As if sensing his heavy heart, the magical powers above granted some hope to Blake in liquid form. Pouf!

‘Did some cunt just caw us a poof?’ snapped Blake.

The boy noticed quickly that an object had appeared next to him from thin air. He was bright that way.

‘Where’d that come fae?’ whispered Blake, puzzlement ruffling his brow as he eyed the newcomer. He reached to his right and clasped the ancient-looking glass bottle in his hand. Someone, or something, had scrawled ‘Drink Me’ in the film of dust covering the green bottle. Blake obeyed.

The magical brew tasted to Blake like a mixture somewhere between cough syrup and paint stripper. With a bit of piss thrown in for good measure. It did not take many gulps for the hope-shunned youngster to fall under its spell. A few gulps more and he was entranced. Half the bottle, and his eyes became windows to worlds of magic, his stomach slosh-pit to the ebbs and flows of wonder. The tonic – health-giving though it seemed – was not enough to quell the anger that had built in him since the evening before.
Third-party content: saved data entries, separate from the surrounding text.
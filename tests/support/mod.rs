//! Shared harness for the engine's integration tests: wires a fully in-memory
//! `Orchestrator` (mock LLM clients, in-memory checkpoint store, no network)
//! so each scenario test only has to describe agents, scripts, and tools.

use std::sync::Arc;

use agentflow_engine::checkpoint::InMemoryCheckpointStore;
use agentflow_engine::clients::mock::{ScriptedResponse, SequentialMockClient};
use agentflow_engine::clients::ClientWrapper;
use agentflow_engine::data::{AgentConfig, ModelOptions};
use agentflow_engine::event_bus::EventBus;
use agentflow_engine::model_factory::ModelFactory;
use agentflow_engine::orchestrator::{AgentDirectory, Orchestrator};
use agentflow_engine::tool_runtime::ToolRuntime;
use agentflow_engine::usage::{NullPricingTable, UsageRecorder};
use agentflow_engine::EngineConfig;

pub struct Harness {
    pub orchestrator: Orchestrator,
    pub agents: Arc<AgentDirectory>,
    pub event_bus: Arc<EventBus>,
}

/// One model's scripted behavior: a model id and the client that should answer
/// for it. Plain [`ScriptedResponse`] scripts cover most scenarios; a few
/// (timeouts, cancellation) need a hand-rolled [`ClientWrapper`], hence `Arc<dyn
/// ClientWrapper>` rather than `Vec<ScriptedResponse>` directly.
pub struct ModelScript {
    pub model_id: &'static str,
    pub client: Arc<dyn ClientWrapper>,
}

impl ModelScript {
    pub fn sequential(model_id: &'static str, responses: Vec<ScriptedResponse>) -> Self {
        Self {
            model_id,
            client: Arc::new(SequentialMockClient::new(model_id, responses)),
        }
    }

    pub fn custom(model_id: &'static str, client: Arc<dyn ClientWrapper>) -> Self {
        Self { model_id, client }
    }
}

pub struct HarnessBuilder {
    cfg: EngineConfig,
    supervisor_id: String,
    agent_configs: Vec<AgentConfig>,
    model_scripts: Vec<ModelScript>,
    tool_setup: Box<dyn FnOnce(&mut ToolRuntime)>,
    fallback_model: Option<String>,
}

impl HarnessBuilder {
    pub fn new(supervisor_id: impl Into<String>) -> Self {
        Self {
            cfg: EngineConfig::default(),
            supervisor_id: supervisor_id.into(),
            agent_configs: Vec::new(),
            model_scripts: Vec::new(),
            tool_setup: Box::new(|_| {}),
            fallback_model: None,
        }
    }

    pub fn with_cfg(mut self, cfg: EngineConfig) -> Self {
        self.cfg = cfg;
        self
    }

    pub fn with_agent(mut self, config: AgentConfig) -> Self {
        self.agent_configs.push(config);
        self
    }

    pub fn with_model(mut self, script: ModelScript) -> Self {
        self.model_scripts.push(script);
        self
    }

    pub fn with_tools(mut self, setup: impl FnOnce(&mut ToolRuntime) + 'static) -> Self {
        self.tool_setup = Box::new(setup);
        self
    }

    pub fn with_fallback_model(mut self, model: impl Into<String>) -> Self {
        self.fallback_model = Some(model.into());
        self
    }

    pub async fn build(self) -> Harness {
        let directory = Arc::new(AgentDirectory::new(self.supervisor_id));
        for agent in self.agent_configs {
            directory.register(agent).await;
        }

        let mut tool_runtime = ToolRuntime::new(self.cfg.tool_timeout());
        (self.tool_setup)(&mut tool_runtime);
        let tool_runtime = Arc::new(tool_runtime);

        let event_bus = Arc::new(EventBus::new());
        let model_factory = Arc::new(ModelFactory::new());
        for script in self.model_scripts {
            model_factory
                .insert(script.model_id, &ModelOptions::default(), script.client)
                .await;
        }
        let usage_recorder = Arc::new(UsageRecorder::new(Arc::new(NullPricingTable), event_bus.clone()));
        let checkpoint_store = Arc::new(InMemoryCheckpointStore::new());

        let mut orchestrator = Orchestrator::new(
            self.cfg,
            directory.clone(),
            tool_runtime,
            event_bus.clone(),
            model_factory,
            usage_recorder,
            checkpoint_store,
        );
        if let Some(model) = self.fallback_model {
            orchestrator = orchestrator.with_default_fallback_model(model);
        }

        Harness {
            orchestrator,
            agents: directory,
            event_bus,
        }
    }
}
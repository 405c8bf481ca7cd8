//! Agent configuration, consumed (never mutated) by the engine.
//!
//! Config storage is explicitly out of scope (§1); the engine only consumes an
//! in-memory `AgentConfig` assembled by a collaborator. Builder methods follow
//! `agent.rs`'s `with_max_tokens`/`with_system_prompt` pattern.

use std::collections::BTreeSet;

use serde::{Deserialize, Serialize};

#[derive(Debug, Clone, Copy, PartialEq, Eq, Serialize, Deserialize)]
pub enum AgentRole {
    Supervisor,
    Specialist,
    SubAgent,
}

/// Per-agent override of the role-default budgets in §4.3. `None` fields fall
/// back to the role default resolved by `crate::budget`.
#[derive(Debug, Clone, Default, Serialize, Deserialize)]
pub struct BudgetLimits {
    pub wall_clock_ms: Option<u64>,
    pub max_tool_calls: Option<u32>,
    pub max_agent_steps: Option<u32>,
}

/// Model parameters bundled as the options hash key consumed by the Model
/// Factory (§4.4) — `hash(options)` is computed from this struct.
#[derive(Debug, Clone, Serialize, Deserialize)]
pub struct ModelOptions {
    pub temperature: f32,
    pub max_tokens: Option<u32>,
}

impl Default for ModelOptions {
    fn default() -> Self {
        Self {
            temperature: 0.7,
            max_tokens: None,
        }
    }
}

/// Immutable per-execution agent definition.
///
/// Invariant: a supervisor's `tool_names` includes a `delegate_to_{sub_agent_id}`
/// entry for every ID in `sub_agent_ids` (enforced by
/// [`AgentConfig::delegation_tool_names`] rather than at construction, since the
/// delegation tools are registered by the engine automatically per §6.3).
#[derive(Debug, Clone, Serialize, Deserialize)]
pub struct AgentConfig {
    pub id: String,
    pub role: AgentRole,
    pub model: String,
    pub system_prompt: String,
    pub tool_names: Vec<String>,
    pub sub_agent_ids: BTreeSet<String>,
    pub parent_agent_id: Option<String>,
    pub tags: BTreeSet<String>,
    #[serde(default)]
    pub budget_override: Option<BudgetLimits>,
    #[serde(default)]
    pub model_options: ModelOptions,
}

impl AgentConfig {
    pub fn new(id: impl Into<String>, role: AgentRole, model: impl Into<String>) -> Self {
        Self {
            id: id.into(),
            role,
            model: model.into(),
            system_prompt: String::new(),
            tool_names: Vec::new(),
            sub_agent_ids: BTreeSet::new(),
            parent_agent_id: None,
            tags: BTreeSet::new(),
            budget_override: None,
            model_options: ModelOptions::default(),
        }
    }

    pub fn with_system_prompt(mut self, prompt: impl Into<String>) -> Self {
        self.system_prompt = prompt.into();
        self
    }

    pub fn with_tool_names(mut self, names: Vec<String>) -> Self {
        self.tool_names = names;
        self
    }

    pub fn with_sub_agents(mut self, ids: impl IntoIterator<Item = String>) -> Self {
        self.sub_agent_ids = ids.into_iter().collect();
        self
    }

    pub fn with_budget_override(mut self, limits: BudgetLimits) -> Self {
        self.budget_override = Some(limits);
        self
    }

    pub fn with_model_options(mut self, options: ModelOptions) -> Self {
        self.model_options = options;
        self
    }

    /// The `delegate_to_*` tool name for each registered sub-agent, per §6.3.
    pub fn delegation_tool_names(&self) -> Vec<String> {
        self.sub_agent_ids
            .iter()
            .map(|id| format!("delegate_to_{}", id))
            .collect()
    }

    /// Hash of the fields that affect graph shape (`role`, `tool_names`,
    /// `sub_agent_ids`), used as the cache key for the compiled graph (§4.8 ADDED).
    pub fn config_revision(&self) -> u64 {
        use sha2::{Digest, Sha256};
        let mut hasher = Sha256::new();
        hasher.update(format!("{:?}", self.role).as_bytes());
        for name in &self.tool_names {
            hasher.update(name.as_bytes());
            hasher.update(b"\0");
        }
        for id in &self.sub_agent_ids {
            hasher.update(id.as_bytes());
            hasher.update(b"\0");
        }
        let digest = hasher.finalize();
        u64::from_be_bytes(digest[0..8].try_into().unwrap())
    }
}
//! Shared data model for the orchestration engine.
//!
//! Mirrors the shapes in `client_wrapper.rs` (`Message`, `Role`, token usage)
//! and `event.rs` (tagged-union events), generalized from a single-agent chat
//! session into the execution/delegation/interrupt vocabulary this engine needs.

mod agent_config;
mod delegation;
mod event;
mod execution;
mod interrupt;
mod message;
mod usage;

pub use agent_config::{AgentConfig, AgentRole, BudgetLimits, ModelOptions};
pub use delegation::DelegationKey;
pub use event::Event;
pub use execution::{Execution, ExecutionMode, ExecutionStatus, ExecutionStep, StepKind};
pub use interrupt::{Interrupt, InterruptConfig, InterruptResponse, InterruptResponseKind};
pub use message::{Message, Role, ToolCallRequest, ToolCallResult};
pub use usage::{UsageRecord, UsageRecordTokens};
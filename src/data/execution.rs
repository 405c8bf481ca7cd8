//! Execution lifecycle data.
//!
//! `thread_key = {agent_id}_{mode}` segregates direct vs. supervised history per
//! §3 — two executions for the same agent in different modes never share
//! `messages`, which is the basis for testable property 5 (thread segregation).

use std::collections::HashMap;

use chrono::{DateTime, Utc};
use serde::{Deserialize, Serialize};

use crate::data::{Message, UsageRecordTokens};

#[derive(Debug, Clone, Copy, PartialEq, Eq, Serialize, Deserialize)]
pub enum ExecutionMode {
    Direct,
    Supervised,
}

impl std::fmt::Display for ExecutionMode {
    fn fmt(&self, f: &mut std::fmt::Formatter<'_>) -> std::fmt::Result {
        match self {
            ExecutionMode::Direct => write!(f, "direct"),
            ExecutionMode::Supervised => write!(f, "supervised"),
        }
    }
}

#[derive(Debug, Clone, Copy, PartialEq, Eq, Serialize, Deserialize)]
pub enum ExecutionStatus {
    Pending,
    Running,
    AwaitingApproval,
    Delegating,
    Completed,
    Failed,
    Cancelled,
    TimedOut,
}

impl ExecutionStatus {
    /// Terminal states are monotone (testable property 2): once here, an
    /// execution's status never changes again.
    pub fn is_terminal(&self) -> bool {
        matches!(
            self,
            ExecutionStatus::Completed
                | ExecutionStatus::Failed
                | ExecutionStatus::Cancelled
                | ExecutionStatus::TimedOut
        )
    }
}

#[derive(Debug, Clone, Copy, PartialEq, Eq, Serialize, Deserialize)]
pub enum StepKind {
    Thinking,
    ToolCall,
    ToolResult,
    DelegationStart,
    DelegationEnd,
    ApprovalRequest,
    ApprovalResponse,
    Error,
    Finalize,
}

/// One append-only entry in an execution's step log.
#[derive(Debug, Clone, Serialize, Deserialize)]
pub struct ExecutionStep {
    pub id: String,
    pub timestamp: DateTime<Utc>,
    pub kind: StepKind,
    pub agent_id: String,
    pub content: String,
    pub metadata: HashMap<String, serde_json::Value>,
}

impl ExecutionStep {
    pub fn new(id: impl Into<String>, kind: StepKind, agent_id: impl Into<String>, content: impl Into<String>) -> Self {
        Self {
            id: id.into(),
            timestamp: Utc::now(),
            kind,
            agent_id: agent_id.into(),
            content: content.into(),
            metadata: HashMap::new(),
        }
    }

    pub fn with_metadata(mut self, key: impl Into<String>, value: serde_json::Value) -> Self {
        self.metadata.insert(key.into(), value);
        self
    }
}

/// One end-to-end run of the orchestrator, owned exclusively by the task
/// driving its graph. External readers only ever see a cloned snapshot
/// returned by the Execution Registry (C2).
#[derive(Debug, Clone, Serialize, Deserialize)]
pub struct Execution {
    pub id: String,
    pub agent_id: String,
    pub user_id: String,
    pub thread_key: String,
    pub mode: ExecutionMode,
    pub status: ExecutionStatus,
    pub started_at: DateTime<Utc>,
    pub ended_at: Option<DateTime<Utc>>,
    pub messages: Vec<Message>,
    pub steps: Vec<ExecutionStep>,
    pub usage_accum: UsageRecordTokens,
    pub metadata: HashMap<String, serde_json::Value>,
    pub parent_execution_id: Option<String>,
}

impl Execution {
    pub fn new(
        id: impl Into<String>,
        agent_id: impl Into<String>,
        user_id: impl Into<String>,
        mode: ExecutionMode,
    ) -> Self {
        let agent_id = agent_id.into();
        let thread_key = format!("{}_{}", agent_id, mode);
        Self {
            id: id.into(),
            agent_id,
            user_id: user_id.into(),
            thread_key,
            mode,
            status: ExecutionStatus::Pending,
            started_at: Utc::now(),
            ended_at: None,
            messages: Vec::new(),
            steps: Vec::new(),
            usage_accum: UsageRecordTokens::default(),
            metadata: HashMap::new(),
            parent_execution_id: None,
        }
    }

    /// Transition to a new status. A no-op once the execution is already
    /// terminal, enforcing testable property 2.
    pub fn transition(&mut self, status: ExecutionStatus) {
        if self.status.is_terminal() {
            return;
        }
        if status.is_terminal() {
            self.ended_at = Some(Utc::now());
        }
        self.status = status;
    }
}
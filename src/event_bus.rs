//! C1 — Event Bus: typed pub/sub with back-pressure-tolerant fan-out.
//!
//! Generalizes `event.rs`'s `EventHandler` push-callback into a real broadcast
//! channel, because the spec requires independent subscriber back-pressure
//! (bounded per-subscriber queue, oldest-dropped-on-overflow) rather than one
//! shared handler object that every emitter blocks on.

use tokio::sync::broadcast;
use tracing::warn;

use crate::data::Event;

const DEFAULT_SUBSCRIBER_CAPACITY: usize = 256;

/// A handle subscribers use to receive [`Event`]s, optionally narrowed to one
/// execution or one set of event kinds.
pub struct Subscription {
    receiver: broadcast::Receiver<Event>,
    execution_id: Option<String>,
}

impl Subscription {
    /// Await the next event that matches this subscription's filter,
    /// transparently skipping events for other executions. Returns `None`
    /// once the bus is dropped (no more emitters will ever publish).
    ///
    /// A lagged subscriber (queue overflow) is logged and treated as "skip
    /// forward" rather than as an error, per §4.1 ("Fails with SubscriberGone
    /// silently (log + drop)" generalized to "lag silently, keep going").
    pub async fn next(&mut self) -> Option<Event> {
        loop {
            match self.receiver.recv().await {
                Ok(event) => {
                    if let Some(filter_id) = &self.execution_id {
                        if event.execution_id() != filter_id {
                            continue;
                        }
                    }
                    return Some(event);
                }
                Err(broadcast::error::RecvError::Lagged(skipped)) => {
                    warn!(skipped, "subscriber lagged, oldest events dropped");
                    continue;
                }
                Err(broadcast::error::RecvError::Closed) => return None,
            }
        }
    }
}

/// Typed pub/sub backbone. Emission is synchronous from the emitter's
/// perspective (`emit` never awaits a subscriber); delivery fan-out is handled
/// by `tokio::sync::broadcast`'s internal ring buffer, which gives us the
/// "bounded queue, drop oldest, count lag" semantics in one primitive instead
/// of hand-rolling per-subscriber channels.
pub struct EventBus {
    sender: broadcast::Sender<Event>,
}

impl EventBus {
    pub fn new() -> Self {
        Self::with_capacity(DEFAULT_SUBSCRIBER_CAPACITY)
    }

    pub fn with_capacity(capacity: usize) -> Self {
        let (sender, _) = broadcast::channel(capacity);
        Self { sender }
    }

    /// Emit an event to all current subscribers. Ordering guarantee: events
    /// emitted from the same call site (same execution) are delivered to
    /// every subscriber in emission order, since `broadcast::Sender::send` is
    /// a synchronous append to the shared ring buffer.
    pub fn emit(&self, event: Event) {
        // No live subscribers is not an error -- it just means nobody's listening yet.
        let _ = self.sender.send(event);
    }

    /// Subscribe to every event on the bus.
    pub fn subscribe(&self) -> Subscription {
        Subscription {
            receiver: self.sender.subscribe(),
            execution_id: None,
        }
    }

    /// Subscribe to events for a single execution only.
    pub fn subscribe_execution(&self, execution_id: impl Into<String>) -> Subscription {
        Subscription {
            receiver: self.sender.subscribe(),
            execution_id: Some(execution_id.into()),
        }
    }
}

impl Default for EventBus {
    fn default() -> Self {
        Self::new()
    }
}

#[cfg(test)]
mod tests {
    use super::*;
    use chrono::Utc;

    fn started(execution_id: &str) -> Event {
        Event::ExecutionStarted {
            execution_id: execution_id.to_string(),
            agent_id: "specialist".to_string(),
            ts: Utc::now(),
        }
    }

    #[tokio::test]
    async fn delivers_in_emission_order() {
        let bus = EventBus::new();
        let mut sub = bus.subscribe();
        bus.emit(started("exec-1"));
        bus.emit(started("exec-2"));

        let first = sub.next().await.unwrap();
        let second = sub.next().await.unwrap();
        assert_eq!(first.execution_id(), "exec-1");
        assert_eq!(second.execution_id(), "exec-2");
    }

    #[tokio::test]
    async fn filters_by_execution() {
        let bus = EventBus::new();
        let mut sub = bus.subscribe_execution("exec-2");
        bus.emit(started("exec-1"));
        bus.emit(started("exec-2"));

        let event = sub.next().await.unwrap();
        assert_eq!(event.execution_id(), "exec-2");
    }

    #[tokio::test]
    async fn emit_with_no_subscribers_does_not_panic() {
        let bus = EventBus::new();
        bus.emit(started("exec-1"));
    }
}
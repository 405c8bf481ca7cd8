//! C10 — Usage & Credit Recorder.
//!
//! Grounded on the token-usage accumulation in `agent.rs`'s
//! `send`/`generate_with_tokens`, generalized into a standalone recorder that
//! turns an AI message's `usage_metadata` into a priced [`UsageRecord`] and
//! emits `usage.recorded`. Per §4.10 ADDED, pricing is a pluggable trait so
//! "policy is external" holds literally.

use std::sync::Arc;

use crate::data::{Event, Message, UsageRecord};
use crate::event_bus::EventBus;

/// A model's per-token pricing, expressed per 1000 tokens to keep the numbers
/// human-sized (matches how providers publish rates).
#[derive(Debug, Clone, Copy)]
pub struct PricingRate {
    pub input_per_1k_usd: f64,
    pub output_per_1k_usd: f64,
    /// Conversion from USD to the platform's internal credit unit.
    pub credits_per_usd: f64,
}

/// Pluggable cost policy, indexed by model ID.
pub trait PricingTable: Send + Sync {
    fn rate_for(&self, model_id: &str) -> Option<PricingRate>;
}

/// The default pricing table: every model is free. Keeps the recorder usable
/// out of the box while making "no billing policy configured" explicit rather
/// than silently wrong.
pub struct NullPricingTable;

impl PricingTable for NullPricingTable {
    fn rate_for(&self, _model_id: &str) -> Option<PricingRate> {
        None
    }
}

/// Extracts usage from AI messages and emits priced [`UsageRecord`]s.
pub struct UsageRecorder {
    pricing: Arc<dyn PricingTable>,
    event_bus: Arc<EventBus>,
}

impl UsageRecorder {
    pub fn new(pricing: Arc<dyn PricingTable>, event_bus: Arc<EventBus>) -> Self {
        Self { pricing, event_bus }
    }

    pub fn with_null_pricing(event_bus: Arc<EventBus>) -> Self {
        Self::new(Arc::new(NullPricingTable), event_bus)
    }

    /// Builds and emits a [`UsageRecord`] for one AI message, if it carries
    /// usage metadata. Returns `None` for messages with no usage (e.g. a
    /// force-finalize round against a model that didn't report tokens).
    pub fn record(
        &self,
        execution_id: &str,
        user_id: &str,
        agent_id: &str,
        model: &str,
        message: &Message,
    ) -> Option<UsageRecord> {
        let usage = message.usage_metadata?;
        let rate = self.pricing.rate_for(model);
        let (cost_usd, credits) = match rate {
            Some(rate) => {
                let cost = (usage.input_tokens as f64 / 1000.0) * rate.input_per_1k_usd
                    + (usage.output_tokens as f64 / 1000.0) * rate.output_per_1k_usd;
                (cost, cost * rate.credits_per_usd)
            }
            None => (0.0, 0.0),
        };

        let record = UsageRecord {
            execution_id: execution_id.to_string(),
            user_id: user_id.to_string(),
            agent_id: agent_id.to_string(),
            model: model.to_string(),
            input_tokens: usage.input_tokens,
            output_tokens: usage.output_tokens,
            total_tokens: usage.total_tokens,
            cost_usd,
            credits,
            timestamp: chrono::Utc::now(),
        };

        self.event_bus.emit(Event::UsageRecorded {
            execution_id: execution_id.to_string(),
            usage,
            ts: record.timestamp,
        });

        Some(record)
    }
}

#[cfg(test)]
mod tests {
    use super::*;
    use crate::data::{Role, UsageRecordTokens};

    struct FlatRate;
    impl PricingTable for FlatRate {
        fn rate_for(&self, _model_id: &str) -> Option<PricingRate> {
            Some(PricingRate {
                input_per_1k_usd: 0.01,
                output_per_1k_usd: 0.02,
                credits_per_usd: 100.0,
            })
        }
    }

    fn ai_message_with_usage(input: u64, output: u64) -> Message {
        let mut msg = Message::ai("m", "done");
        msg.usage_metadata = Some(UsageRecordTokens::new(input, output));
        msg
    }

    #[test]
    fn null_pricing_yields_zero_cost() {
        let recorder = UsageRecorder::with_null_pricing(Arc::new(EventBus::new()));
        let record = recorder
            .record("exec-1", "user-1", "specialist", "gpt-4.1-nano", &ai_message_with_usage(100, 50))
            .unwrap();
        assert_eq!(record.cost_usd, 0.0);
        assert_eq!(record.credits, 0.0);
        assert_eq!(record.total_tokens, 150);
    }

    #[test]
    fn priced_table_computes_cost_and_credits() {
        let recorder = UsageRecorder::new(Arc::new(FlatRate), Arc::new(EventBus::new()));
        let record = recorder
            .record("exec-1", "user-1", "specialist", "gpt-4.1-nano", &ai_message_with_usage(1000, 1000))
            .unwrap();
        assert!((record.cost_usd - 0.03).abs() < 1e-9);
        assert!((record.credits - 3.0).abs() < 1e-9);
    }

    #[test]
    fn message_without_usage_yields_no_record() {
        let recorder = UsageRecorder::with_null_pricing(Arc::new(EventBus::new()));
        let message = Message::human("m", "hi");
        assert!(matches!(message.role, Role::Human));
        assert!(recorder.record("exec-1", "user-1", "specialist", "gpt-4.1-nano", &message).is_none());
    }
}
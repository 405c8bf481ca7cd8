//! Core multi-agent orchestration engine: graph-based agent execution,
//! tool-calling, human-in-the-loop interrupts, delegation, budgets, and
//! usage accounting.
//!
//! The public surface is [`orchestrator::Orchestrator`] — everything else
//! (event bus, registry, tool runtime, model factory, ...) is assembled once
//! at process startup and handed to it. See `SPEC_FULL.md` for the full
//! component breakdown; each module here corresponds to one of its C1-C11
//! components.

pub mod budget;
pub mod checkpoint;
pub mod clients;
pub mod config;
pub mod data;
pub mod delegation;
pub mod error;
pub mod event_bus;
pub mod graph;
pub mod interrupt_manager;
pub mod model_factory;
pub mod orchestrator;
pub mod registry;
pub mod tool_runtime;
pub mod tools;
pub mod usage;

pub use clients::{ClientWrapper, ToolDefinition};
pub use config::EngineConfig;
pub use error::EngineError;
pub use event_bus::EventBus;
pub use orchestrator::{
    AgentDirectory, CancelOutcome, ExecuteOptions, ExecuteRequest, ExecutionFailure, ExecutionResult, Orchestrator,
    UsageSummary,
};
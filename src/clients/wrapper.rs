//! The uniform LLM provider contract.
//!
//! Kept close to `client_wrapper.rs`'s `ClientWrapper` trait, whose
//! `send_message(messages, tools) -> Message` shape already matches the
//! spec's "the engine assumes a uniform capability: invoke(messages, tools)
//! -> {content, tool_calls, usage}" almost verbatim (§1). Providers are
//! explicitly out of scope; this trait is the one seam the engine depends on.

use std::error::Error;

use async_trait::async_trait;

use crate::data::{Message, UsageRecordTokens};

/// Schema handed to the provider alongside a chat request, derived from
/// `ToolRuntime`'s registered tools.
#[derive(Debug, Clone)]
pub struct ToolDefinition {
    pub name: String,
    pub description: String,
    pub parameters_schema: serde_json::Value,
}

/// Trait-driven abstraction over a concrete LLM provider. Implementations
/// must be `Send + Sync` to be shared across the async tasks driving
/// concurrent executions (§5 requires ≥100 concurrent executions per
/// process without head-of-line blocking).
#[async_trait]
pub trait ClientWrapper: Send + Sync {
    /// Send a request/response chat completion. When `tools` is `Some` and
    /// non-empty, implementations MUST use native tool-calling if the
    /// provider supports it (§4.4); the returned [`Message`] carries
    /// non-empty `tool_calls` when the provider selected one or more tools.
    async fn send_message(
        &self,
        messages: &[Message],
        tools: Option<Vec<ToolDefinition>>,
    ) -> Result<Message, Box<dyn Error + Send + Sync>>;

    /// The model identifier this client was constructed for (e.g. `"gpt-4.1-nano"`).
    fn model_name(&self) -> &str;

    /// Token usage for the most recently completed [`send_message`] call, if
    /// the provider reports it. Mirrors `client_wrapper::ClientWrapper::get_last_usage`.
    async fn last_usage(&self) -> Option<UsageRecordTokens> {
        None
    }
}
Just then, a gaunt old man shuffled out from a neighbouring block of flats and made his sure-but-steady way towards him. A shell suit hung on his rag-and-wrinkle body and a silver-flecked moustache obscured his top lip. Various species of crumb made the hairy monstrosity their home.

It was Jack the Alike. No one liked him, but he always seemed to be everywhere, rather like Gok Wan. ‘Whit’re ye drinkin’, Blakey son?’ he croaked.

‘Dinnae ken,’ hiccuped Blake, ‘Whit’s it tae you, ye auld fanny?’

Instantly bored by ‘Jack the Alkie’ and agitated by his unwelcome presence, Blake distractedly rubbed at his magical bottle. Dust smeared his palm.

‘It’s guid tae share, son,’ smiled old Jack, a mossy tongue licking at chapped lips, ‘gee auld Jack a swally, noo.’

‘Ma maw aye says that ah’m no supposed tae talk tae strange auld men on account that they might turn oot to be dirty peedos like yersel, ken?’

Jack’s top lip trembled beneath its hairy camouflage. His burst-veined cheeks flashed crimson.

‘Ye ungrateful wee bastard! Efter aw I did fur this country… If it wisnae fur the likes ay Auld Jack, well, you’d be a lad in trouble, that’s fur sure! I did time in a POW camp fur wee shites like yersel’!’

Blake took another teasing swig from the bottle.

‘Ken whit, Auld Jack, I wish the bloody Germans had kept ye.’

Pouf! Old Jack seemed to implode to the size of a marble in seconds, leaving a brilliant white flash of light and a veil of smoke in his wake. As Blake recovered from this optical onslaught, blinking and cursing his sight back to 20/20, he saw before him, through a grey, choking cloud, a bearish, blubbery gent, skin the colour of rust, with a large, blue turban writhing and teetering on top of his head. A giant pair of arms was folded against his massive, shining chest.

‘THAT WAS YOUR FIRST WISH,’ he boomed.